Ces mesures, parce qu'elles comportent un encadrement strict des quantités détenues et de la production via des associations, se prêtent tout à fait à l'expérimentation pour les territoires en France qui le souhaitent. Certaines villes françaises se sont déjà portées volontaires.

Pour sortir de l'approche binaire, la présente proposition de loi propose donc de permettre aux territoires volontaires d'expérimenter, pendant deux ans, les mesures d'encadrement de la production et de la consommation de cannabis sur le modèle de la nouvelle législation allemande. Cette approche permet d'offrir une opportunité aux consommateurs d'éviter d'avoir à nourrir les narcotrafics tout en n'ouvrant pas de marché spécifique pour le cannabis qui pourrait nourrir un trafic hors des territoires concernés. Il s'agit bien d'une expérimentation qui cible le consommateur ; elle n'obère pas une autre approche future plus générale qui pourrait ouvrir au commerce et à la fiscalisation de ce produit.

L'article premier constitue le coeur de la proposition de loi quant à l'expérimentation de la légalisation du cannabis avec plusieurs mesures :

- Définition des termes cannabis, plantes de cannabis, résines, huiles et produits de cannabis, qui ne pourront être constitués que de cannabis, sans ajout d'additif ;

- Autorisation, pour une personne majeure, de détenir jusqu'à 25 grammes de cannabis dans l'espace public et 50 grammes dans un lieu privé : des quantités qui ne permettent pas de trafic à grande échelle.

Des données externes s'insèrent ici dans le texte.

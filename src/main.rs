use std::sync::Arc;
use std::sync::atomic::{AtomicBool, Ordering};
use std::time::Duration;

use kube::Client;
use kube_leader_election::{LeaseLock, LeaseLockParams};
use tokio::signal;
use tokio_util::sync::CancellationToken;
use tracing::{error, info, warn};

use mongodb_operator::health::{HealthState, run_health_server};
use mongodb_operator::run_controller;

/// Lease configuration
const LEASE_NAME: &str = "mongodb-operator-leader";
const LEASE_TTL_SECS: u64 = 15;
const LEASE_RENEW_INTERVAL_SECS: u64 = 5;

/// Grace period for in-flight reconciliations to complete during shutdown
const SHUTDOWN_GRACE_PERIOD_SECS: u64 = 5;

#[tokio::main]
async fn main() -> Result<(), Box<dyn std::error::Error>> {
    // Install the TLS crypto provider before the client opens any connection
    if rustls::crypto::aws_lc_rs::default_provider()
        .install_default()
        .is_err()
        && rustls::crypto::CryptoProvider::get_default().is_none()
    {
        return Err("Failed to install rustls crypto provider and no provider is available".into());
    }

    tracing_subscriber::fmt()
        .with_env_filter(
            tracing_subscriber::EnvFilter::from_default_env()
                .add_directive("mongodb_operator=info".parse()?)
                .add_directive("kube=info".parse()?)
                .add_directive("kube_leader_election=info".parse()?),
        )
        .init();

    info!("Starting mongodb-operator");

    let client = Client::try_default().await?;
    info!("Connected to Kubernetes cluster");

    // Get pod identity for leader election
    let pod_name = std::env::var("POD_NAME").unwrap_or_else(|_| {
        warn!("POD_NAME not set, using hostname");
        hostname::get()
            .map(|h| h.to_string_lossy().to_string())
            .unwrap_or_else(|_| "unknown".to_string())
    });
    let namespace = std::env::var("POD_NAMESPACE").unwrap_or_else(|_| {
        warn!("POD_NAMESPACE not set, using 'default'");
        "default".to_string()
    });

    info!(
        holder_id = %pod_name,
        namespace = %namespace,
        lease_name = LEASE_NAME,
        "Initializing leader election"
    );

    let health_state = Arc::new(HealthState::new());
    let is_leader = Arc::new(AtomicBool::new(false));
    let shutdown = CancellationToken::new();

    // Health checks must answer even while this replica is not the leader
    let health_handle = {
        let health_state = health_state.clone();
        tokio::spawn(async move {
            if let Err(e) = run_health_server(health_state).await {
                error!("Health server error: {}", e);
            }
        })
    };

    let lease_params = || LeaseLockParams {
        holder_id: pod_name.clone(),
        lease_name: LEASE_NAME.to_string(),
        lease_ttl: Duration::from_secs(LEASE_TTL_SECS),
    };
    let lease_lock = LeaseLock::new(client.clone(), &namespace, lease_params());

    info!("Waiting to acquire leadership...");
    loop {
        tokio::select! {
            result = lease_lock.try_acquire_or_renew() => match result {
                Ok(result) if result.acquired_lease => {
                    info!("Acquired leadership");
                    is_leader.store(true, Ordering::SeqCst);
                    break;
                }
                Ok(_) => info!("Another instance is leader, waiting..."),
                Err(e) => warn!("Failed to acquire lease: {}, retrying...", e),
            },
            _ = shutdown_signal() => {
                info!("Received shutdown signal before acquiring leadership");
                return Ok(());
            }
        }
        tokio::time::sleep(Duration::from_secs(LEASE_RENEW_INTERVAL_SECS)).await;
    }

    let lease_renewal_handle = {
        let is_leader = is_leader.clone();
        let lease_lock = LeaseLock::new(client.clone(), &namespace, lease_params());

        tokio::spawn(async move {
            loop {
                tokio::time::sleep(Duration::from_secs(LEASE_RENEW_INTERVAL_SECS)).await;

                match lease_lock.try_acquire_or_renew().await {
                    Ok(result) if !result.acquired_lease => {
                        error!("Lost leadership! Shutting down...");
                        is_leader.store(false, Ordering::SeqCst);
                        // Exit so Kubernetes restarts us and we re-enter election
                        std::process::exit(1);
                    }
                    Ok(_) => {}
                    Err(e) => {
                        error!("Failed to renew lease: {}. Shutting down...", e);
                        is_leader.store(false, Ordering::SeqCst);
                        std::process::exit(1);
                    }
                }
            }
        })
    };

    info!(
        "Watching MongoDBCluster resources (apiVersion: mongodb-operator.smoketurner.com/v1alpha1)"
    );

    let controller_handle = {
        let health_state = health_state.clone();
        let controller_client = client.clone();
        let shutdown = shutdown.clone();
        tokio::spawn(async move {
            run_controller(controller_client, Some(health_state), shutdown).await;
        })
    };

    tokio::select! {
        result = controller_handle => {
            if let Err(e) = result {
                error!("Controller task panicked: {}", e);
            }
        }
        result = health_handle => {
            if let Err(e) = result {
                error!("Health server task panicked: {}", e);
            }
        }
        // Lease renewal only exits via process::exit() or panic
        Err(e) = lease_renewal_handle => {
            error!("Lease renewal task panicked: {}", e);
        }
        _ = shutdown_signal() => {
            info!("Received shutdown signal, initiating graceful shutdown...");

            health_state.set_ready(false).await;
            info!("Marked operator as not ready");

            // Abort ingress polls so reconciliations return promptly
            shutdown.cancel();

            info!(
                "Waiting {}s for in-flight reconciliations to complete...",
                SHUTDOWN_GRACE_PERIOD_SECS
            );
            tokio::time::sleep(Duration::from_secs(SHUTDOWN_GRACE_PERIOD_SECS)).await;

            info!("Grace period complete, shutting down");
        }
    }

    info!("Operator stopped");
    Ok(())
}

/// Wait for shutdown signal (SIGTERM or SIGINT)
async fn shutdown_signal() {
    let ctrl_c = async {
        if let Err(e) = signal::ctrl_c().await {
            error!("Failed to listen for Ctrl+C: {}", e);
            std::future::pending::<()>().await;
        }
    };

    #[cfg(unix)]
    let terminate = async {
        match signal::unix::signal(signal::unix::SignalKind::terminate()) {
            Ok(mut sigterm) => {
                sigterm.recv().await;
            }
            Err(e) => {
                error!("Failed to install SIGTERM handler: {}", e);
                std::future::pending::<()>().await;
            }
        }
    };

    #[cfg(not(unix))]
    let terminate = std::future::pending::<()>();

    tokio::select! {
        _ = ctrl_c => {},
        _ = terminate => {},
    }
}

- Autorisation pour les particuliers de cultiver jusqu'à 3 plantes de cannabis maximum ;

- Autorisation de création d'associations de culture de cannabis, regroupant les particuliers désireux de mettre en commun leur production, avec interdiction de toute vente ou activité commerciale. Ces associations ne peuvent compter plus de 500 membres, elles sont autorisées à délivrer au maximum 50 grammes par mois à un de leur membre - dans la limite de 25 grammes par jour -, ne peuvent distribuer du cannabis dont le taux de tétrahydrocannabinol dépasse 10 % et ont interdiction d'accueillir des mineurs en leur sein ;

- Interdiction totale d'offrir ou vendre du cannabis à des mineurs, avec de lourdes sanctions pénales en cas de manquement ;

- Interdiction totale de la publicité pour le cannabis ;

- Interdiction totale de consommation dans l'espace public - sur ce point, la présente proposition de loi est plus restrictive que le texte allemand ;

- Création d'une Agence nationale du cannabis, chargée de mettre en oeuvre les dispositions du présent article et de coordonner la politique de prévention et de réduction des risques.

L'article 2 prévoit une évaluation de la loi, par le biais d'un rapport du Gouvernement remis au Parlement un an après sa promulgation.

L'article 3 gage les éventuelles conséquences financières de la loi pour l'État.